What Laura Lavandeira buys at the fresh food markets in Porto has changed in the last several years, as her pension was reduced by around 500 euros per month — a government austerity measure.
She now gets around 1,500 euros, which is not so bad compared to other pensions in Portugal.
“I only buy essentials. I far prefer fish rather than meat, but I buy cheaper fish than I used to. I have to choose carefully which vegetables to get. I was raised in Africa and I love tropical fruit, but I don’t buy it anymore, it’s become much too expensive.”
Lavandeira’s pension might be enough for her, but she has to support her daughter as well, who has been unemployed for four years, and her granddaughter.
Lavandeira is campaigning. She joined the new United Retirees and Pensioners Party. Austerity got her into politics, at age 75.
Out encouraging people to vote, she asked: “Do you want the prime minister out?” The prime minister’s name, Coelho, means rabbit.
“Then vote for us.”
Lavandeira’s motivation: “They’ve cut everything. We don’t own anything in this country. It’s been a long time that I’ve been seeing the decline in education and health services. Everything has gone to ruin, and if we don’t fight it, who will?
Our journalist asked: “Do you hope the country can change direction with a new government, whichever party wins?”
“I hope that if some of us are elected, we’ll be able to contribute to that. If things go on the way they have been going, I have no hope at all.”

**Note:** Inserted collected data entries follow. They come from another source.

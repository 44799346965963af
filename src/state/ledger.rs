//! Confirmation ledger of a board: the append-only list of confirmed lines together with the
//! timestamp of the very first confirmation.
//!
//! Both live in one record so that appending a line and recording the first confirmation are a
//! single storage write.

use thiserror::Error;

use crate::state::geometry::{LINE_LENGTH, LineId, LineKind};

/// A line the players explicitly locked in.
#[derive(Debug, Clone, PartialEq, Eq)]
pub struct ConfirmedLine {
    /// Which line was confirmed.
    pub line: LineId,
    /// Cells of the line captured at confirmation time.
    pub cells: [u8; LINE_LENGTH],
    /// ISO-8601 timestamp of the confirmation.
    pub confirmed_at: String,
}

/// Reasons a confirmation can be refused.
#[derive(Debug, Clone, PartialEq, Eq, Error)]
pub enum ConfirmError {
    /// Line identifier or cells do not describe a line of the card.
    #[error("malformed line: {0}")]
    MalformedLine(String),
    /// The line has already been confirmed for this board.
    #[error("{0} is already confirmed")]
    AlreadyConfirmed(LineId),
}

/// Result of a successful confirmation.
#[derive(Debug, Clone, PartialEq, Eq)]
pub struct ConfirmOutcome {
    /// Line that was appended.
    pub line: LineId,
    /// Number of confirmed lines after the append.
    pub confirmed_count: usize,
    /// Whether this was the first confirmation ever recorded for the board.
    pub is_first_confirmation: bool,
    /// Timestamp stored on the new line.
    pub confirmed_at: String,
}

/// Confirmed lines of one board plus the first-confirmation timestamp.
#[derive(Debug, Clone, Default, PartialEq, Eq)]
pub struct ConfirmationLedger {
    lines: Vec<ConfirmedLine>,
    first_confirmed_at: Option<String>,
}

impl ConfirmationLedger {
    /// Rebuild a ledger from persisted parts.
    ///
    /// When the stored first-confirmation timestamp is missing but lines exist, the earliest line
    /// timestamp is used instead.
    pub fn from_parts(lines: Vec<ConfirmedLine>, first_confirmed_at: Option<String>) -> Self {
        let first_confirmed_at = first_confirmed_at
            .or_else(|| lines.iter().map(|line| line.confirmed_at.clone()).min());
        Self {
            lines,
            first_confirmed_at,
        }
    }

    /// Confirmed lines in append order.
    pub fn lines(&self) -> &[ConfirmedLine] {
        &self.lines
    }

    /// Number of confirmed lines.
    pub fn confirmed_count(&self) -> usize {
        self.lines.len()
    }

    /// Timestamp of the first confirmation, if any.
    pub fn first_confirmed_at(&self) -> Option<&str> {
        self.first_confirmed_at.as_deref()
    }

    /// Whether `line` has already been confirmed.
    pub fn is_confirmed(&self, line: LineId) -> bool {
        self.lines.iter().any(|existing| existing.line == line)
    }

    /// Append `line` after checking that `cells` match the card geometry and that the line was
    /// not confirmed before. The first confirmation timestamp is recorded once and never
    /// overwritten.
    pub fn confirm(
        &mut self,
        kind: LineKind,
        index: u8,
        cells: &[u8],
        now: String,
    ) -> Result<ConfirmOutcome, ConfirmError> {
        let line = LineId::new(kind, index).ok_or_else(|| {
            ConfirmError::MalformedLine(format!(
                "{kind} index {index} is out of range (expected < {})",
                kind.count()
            ))
        })?;

        let expected = line.cells();
        if cells != expected.as_slice() {
            return Err(ConfirmError::MalformedLine(format!(
                "cells {cells:?} do not match {line} (expected {expected:?})"
            )));
        }

        if self.is_confirmed(line) {
            return Err(ConfirmError::AlreadyConfirmed(line));
        }

        let is_first_confirmation = self.first_confirmed_at.is_none();
        if is_first_confirmation {
            self.first_confirmed_at = Some(now.clone());
        }

        self.lines.push(ConfirmedLine {
            line,
            cells: expected,
            confirmed_at: now.clone(),
        });

        Ok(ConfirmOutcome {
            line,
            confirmed_count: self.lines.len(),
            is_first_confirmation,
            confirmed_at: now,
        })
    }
}

#[cfg(test)]
mod tests {
    use super::*;

    const T1: &str = "2025-03-01T18:00:00.000Z";
    const T2: &str = "2025-03-01T18:05:00.000Z";

    #[test]
    fn first_confirmation_sets_counters() {
        let mut ledger = ConfirmationLedger::default();
        let outcome = ledger
            .confirm(LineKind::Row, 0, &[0, 1, 2, 3, 4], T1.into())
            .unwrap();

        assert_eq!(outcome.confirmed_count, 1);
        assert!(outcome.is_first_confirmation);
        assert_eq!(ledger.first_confirmed_at(), Some(T1));
        assert_eq!(ledger.lines()[0].cells, [0, 1, 2, 3, 4]);
    }

    #[test]
    fn second_confirmation_of_the_same_line_is_rejected() {
        let mut ledger = ConfirmationLedger::default();
        ledger
            .confirm(LineKind::Column, 1, &[1, 6, 11, 16, 21], T1.into())
            .unwrap();
        let err = ledger
            .confirm(LineKind::Column, 1, &[1, 6, 11, 16, 21], T2.into())
            .unwrap_err();

        assert!(matches!(err, ConfirmError::AlreadyConfirmed(_)));
        assert_eq!(ledger.confirmed_count(), 1);
    }

    #[test]
    fn first_confirmation_timestamp_is_never_overwritten() {
        let mut ledger = ConfirmationLedger::default();
        ledger
            .confirm(LineKind::Row, 0, &[0, 1, 2, 3, 4], T1.into())
            .unwrap();
        let outcome = ledger
            .confirm(LineKind::Diagonal, 0, &[0, 6, 12, 18, 24], T2.into())
            .unwrap();

        assert!(!outcome.is_first_confirmation);
        assert_eq!(outcome.confirmed_count, 2);
        assert_eq!(ledger.first_confirmed_at(), Some(T1));
    }

    #[test]
    fn mismatching_cells_are_malformed() {
        let mut ledger = ConfirmationLedger::default();
        let err = ledger
            .confirm(LineKind::Row, 1, &[0, 1, 2, 3, 4], T1.into())
            .unwrap_err();
        assert!(matches!(err, ConfirmError::MalformedLine(_)));

        let err = ledger
            .confirm(LineKind::Row, 1, &[5, 6, 7, 8], T1.into())
            .unwrap_err();
        assert!(matches!(err, ConfirmError::MalformedLine(_)));
        assert_eq!(ledger.confirmed_count(), 0);
        assert_eq!(ledger.first_confirmed_at(), None);
    }

    #[test]
    fn out_of_range_index_is_malformed() {
        let mut ledger = ConfirmationLedger::default();
        let err = ledger
            .confirm(LineKind::Diagonal, 2, &[0, 6, 12, 18, 24], T1.into())
            .unwrap_err();
        assert!(matches!(err, ConfirmError::MalformedLine(_)));
    }

    #[test]
    fn from_parts_recovers_missing_first_timestamp() {
        let line = LineId::new(LineKind::Row, 3).unwrap();
        let ledger = ConfirmationLedger::from_parts(
            vec![ConfirmedLine {
                line,
                cells: line.cells(),
                confirmed_at: T2.into(),
            }],
            None,
        );
        assert_eq!(ledger.first_confirmed_at(), Some(T2));
    }
}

Nélson Aguiar is part of a generation younger than Lavandeira, but his life is no easier. He works three different jobs, to pocket around 650 euros per month.
“I worked as a security guard till six o’clock this morning. I slept for three to four hours, which is the usual. Then I gave classes till one pm. At half past three this afternoon, I start at the gym, where I work till seven-thirty. Then I’ll have two hours for dinner, a bath and a rest, and then I’ll go back to the security guard job till morning.”
Nélson is 30, and a World Champion kickboxer. He lives in his parents house, and eats meals with them, on their budget. But he hasn’t lost hope. He dreams of having a job with a contract and rights.
“I am going to vote. I hope the new government will try to improve conditions, not only for precarious workers like me, but that it will try to solve other problems our country has.”
Our correspondent Filipa Soares summed up: “Young or old, the Portuguese don’t seem to believe in politicians or that the next elections will bring big changes.”